__Provided information__:
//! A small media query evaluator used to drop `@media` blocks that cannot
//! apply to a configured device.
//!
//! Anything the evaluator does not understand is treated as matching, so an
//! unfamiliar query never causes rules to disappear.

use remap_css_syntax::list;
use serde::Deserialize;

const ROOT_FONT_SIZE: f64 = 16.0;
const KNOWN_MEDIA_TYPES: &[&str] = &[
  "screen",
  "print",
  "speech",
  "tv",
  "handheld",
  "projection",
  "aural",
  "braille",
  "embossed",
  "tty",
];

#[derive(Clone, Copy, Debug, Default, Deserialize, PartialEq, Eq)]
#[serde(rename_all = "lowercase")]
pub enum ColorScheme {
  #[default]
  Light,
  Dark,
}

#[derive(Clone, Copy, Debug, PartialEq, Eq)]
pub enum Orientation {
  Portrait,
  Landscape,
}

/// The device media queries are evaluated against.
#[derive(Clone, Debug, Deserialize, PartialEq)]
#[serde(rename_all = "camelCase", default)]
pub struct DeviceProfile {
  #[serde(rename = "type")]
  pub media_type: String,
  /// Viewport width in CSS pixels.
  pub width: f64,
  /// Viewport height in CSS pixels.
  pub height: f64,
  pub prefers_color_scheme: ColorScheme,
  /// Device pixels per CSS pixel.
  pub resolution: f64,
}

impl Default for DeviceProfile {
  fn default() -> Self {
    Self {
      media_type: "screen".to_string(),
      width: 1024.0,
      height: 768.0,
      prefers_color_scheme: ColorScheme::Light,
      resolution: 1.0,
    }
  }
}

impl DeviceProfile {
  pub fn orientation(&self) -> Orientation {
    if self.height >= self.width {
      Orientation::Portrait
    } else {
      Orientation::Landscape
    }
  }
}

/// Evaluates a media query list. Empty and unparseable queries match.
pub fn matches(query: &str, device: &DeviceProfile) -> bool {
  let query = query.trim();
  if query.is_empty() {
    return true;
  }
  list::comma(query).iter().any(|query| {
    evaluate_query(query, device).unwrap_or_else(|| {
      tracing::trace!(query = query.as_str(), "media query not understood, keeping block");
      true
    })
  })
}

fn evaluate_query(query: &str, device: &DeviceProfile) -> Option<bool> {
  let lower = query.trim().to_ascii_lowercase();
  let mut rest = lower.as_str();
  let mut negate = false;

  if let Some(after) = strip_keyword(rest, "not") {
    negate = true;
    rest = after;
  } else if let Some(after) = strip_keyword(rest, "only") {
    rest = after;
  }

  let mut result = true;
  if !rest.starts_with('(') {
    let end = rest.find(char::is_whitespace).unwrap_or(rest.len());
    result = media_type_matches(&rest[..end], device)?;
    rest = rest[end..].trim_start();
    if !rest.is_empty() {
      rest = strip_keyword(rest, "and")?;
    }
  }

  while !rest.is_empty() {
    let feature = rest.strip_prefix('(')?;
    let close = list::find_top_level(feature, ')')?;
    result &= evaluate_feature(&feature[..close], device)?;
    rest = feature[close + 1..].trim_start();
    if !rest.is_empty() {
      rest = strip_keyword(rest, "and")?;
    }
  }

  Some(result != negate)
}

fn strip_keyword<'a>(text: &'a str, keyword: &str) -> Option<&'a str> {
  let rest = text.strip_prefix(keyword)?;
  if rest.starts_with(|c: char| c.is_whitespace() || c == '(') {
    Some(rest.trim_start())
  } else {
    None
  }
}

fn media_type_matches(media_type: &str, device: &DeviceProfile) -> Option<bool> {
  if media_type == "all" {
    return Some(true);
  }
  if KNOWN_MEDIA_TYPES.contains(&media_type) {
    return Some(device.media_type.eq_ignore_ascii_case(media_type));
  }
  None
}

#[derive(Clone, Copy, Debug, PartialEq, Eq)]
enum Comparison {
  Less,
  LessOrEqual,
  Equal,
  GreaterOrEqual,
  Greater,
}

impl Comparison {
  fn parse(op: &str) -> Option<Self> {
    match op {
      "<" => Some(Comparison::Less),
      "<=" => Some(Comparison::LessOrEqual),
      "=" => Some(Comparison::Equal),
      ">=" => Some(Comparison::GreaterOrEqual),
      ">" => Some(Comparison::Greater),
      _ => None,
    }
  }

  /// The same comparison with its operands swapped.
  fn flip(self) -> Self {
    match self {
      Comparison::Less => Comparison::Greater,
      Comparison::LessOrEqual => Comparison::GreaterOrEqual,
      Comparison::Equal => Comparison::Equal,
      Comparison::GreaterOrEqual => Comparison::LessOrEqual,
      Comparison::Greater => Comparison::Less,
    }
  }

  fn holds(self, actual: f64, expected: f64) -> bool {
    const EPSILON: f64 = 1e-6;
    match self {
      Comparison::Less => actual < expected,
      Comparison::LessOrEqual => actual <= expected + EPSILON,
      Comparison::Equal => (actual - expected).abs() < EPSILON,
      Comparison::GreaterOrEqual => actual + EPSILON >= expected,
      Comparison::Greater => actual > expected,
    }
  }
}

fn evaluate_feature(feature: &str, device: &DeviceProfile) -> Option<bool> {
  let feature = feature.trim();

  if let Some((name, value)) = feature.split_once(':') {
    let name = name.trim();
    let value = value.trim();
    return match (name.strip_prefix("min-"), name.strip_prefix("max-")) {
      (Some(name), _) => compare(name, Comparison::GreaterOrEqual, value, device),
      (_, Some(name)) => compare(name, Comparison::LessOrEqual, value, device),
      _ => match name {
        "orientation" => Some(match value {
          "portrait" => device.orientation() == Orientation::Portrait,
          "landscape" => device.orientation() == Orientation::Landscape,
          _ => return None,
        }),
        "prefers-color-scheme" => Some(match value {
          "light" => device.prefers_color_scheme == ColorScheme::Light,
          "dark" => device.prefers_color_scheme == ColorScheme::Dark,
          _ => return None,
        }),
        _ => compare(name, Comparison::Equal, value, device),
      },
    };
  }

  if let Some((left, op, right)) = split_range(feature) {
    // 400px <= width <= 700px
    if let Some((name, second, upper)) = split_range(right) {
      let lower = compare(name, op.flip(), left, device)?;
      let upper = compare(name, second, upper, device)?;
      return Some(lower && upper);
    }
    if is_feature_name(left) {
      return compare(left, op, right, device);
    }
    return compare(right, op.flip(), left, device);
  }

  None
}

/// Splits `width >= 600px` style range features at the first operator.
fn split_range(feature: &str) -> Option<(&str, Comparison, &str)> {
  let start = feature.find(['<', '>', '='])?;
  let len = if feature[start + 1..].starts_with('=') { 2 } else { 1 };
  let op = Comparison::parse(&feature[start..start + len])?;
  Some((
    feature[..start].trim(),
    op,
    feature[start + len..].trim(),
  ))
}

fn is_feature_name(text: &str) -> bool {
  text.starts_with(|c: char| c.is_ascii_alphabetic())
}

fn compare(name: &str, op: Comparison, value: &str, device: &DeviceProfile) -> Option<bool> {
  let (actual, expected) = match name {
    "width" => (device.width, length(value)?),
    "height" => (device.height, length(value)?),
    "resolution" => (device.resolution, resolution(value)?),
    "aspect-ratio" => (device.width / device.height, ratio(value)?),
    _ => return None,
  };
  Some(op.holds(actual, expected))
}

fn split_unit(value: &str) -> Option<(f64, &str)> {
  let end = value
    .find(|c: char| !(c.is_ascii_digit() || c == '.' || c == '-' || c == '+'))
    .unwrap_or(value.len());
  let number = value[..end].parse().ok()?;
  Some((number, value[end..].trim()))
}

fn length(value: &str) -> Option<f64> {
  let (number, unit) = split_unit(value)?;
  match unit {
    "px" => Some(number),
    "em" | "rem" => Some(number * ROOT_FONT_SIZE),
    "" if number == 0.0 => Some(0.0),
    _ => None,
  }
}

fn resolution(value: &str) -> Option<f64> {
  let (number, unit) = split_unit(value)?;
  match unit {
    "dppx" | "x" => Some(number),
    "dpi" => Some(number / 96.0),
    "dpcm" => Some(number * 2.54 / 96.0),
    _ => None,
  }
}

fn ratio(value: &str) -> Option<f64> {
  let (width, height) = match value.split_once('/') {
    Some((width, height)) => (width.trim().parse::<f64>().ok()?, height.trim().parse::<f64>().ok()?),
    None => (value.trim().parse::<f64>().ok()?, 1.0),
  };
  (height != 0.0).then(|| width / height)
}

__What needs to be done__: Above are entries; state the number of lines among them that contain "const", and nothing else.

__Output__: 3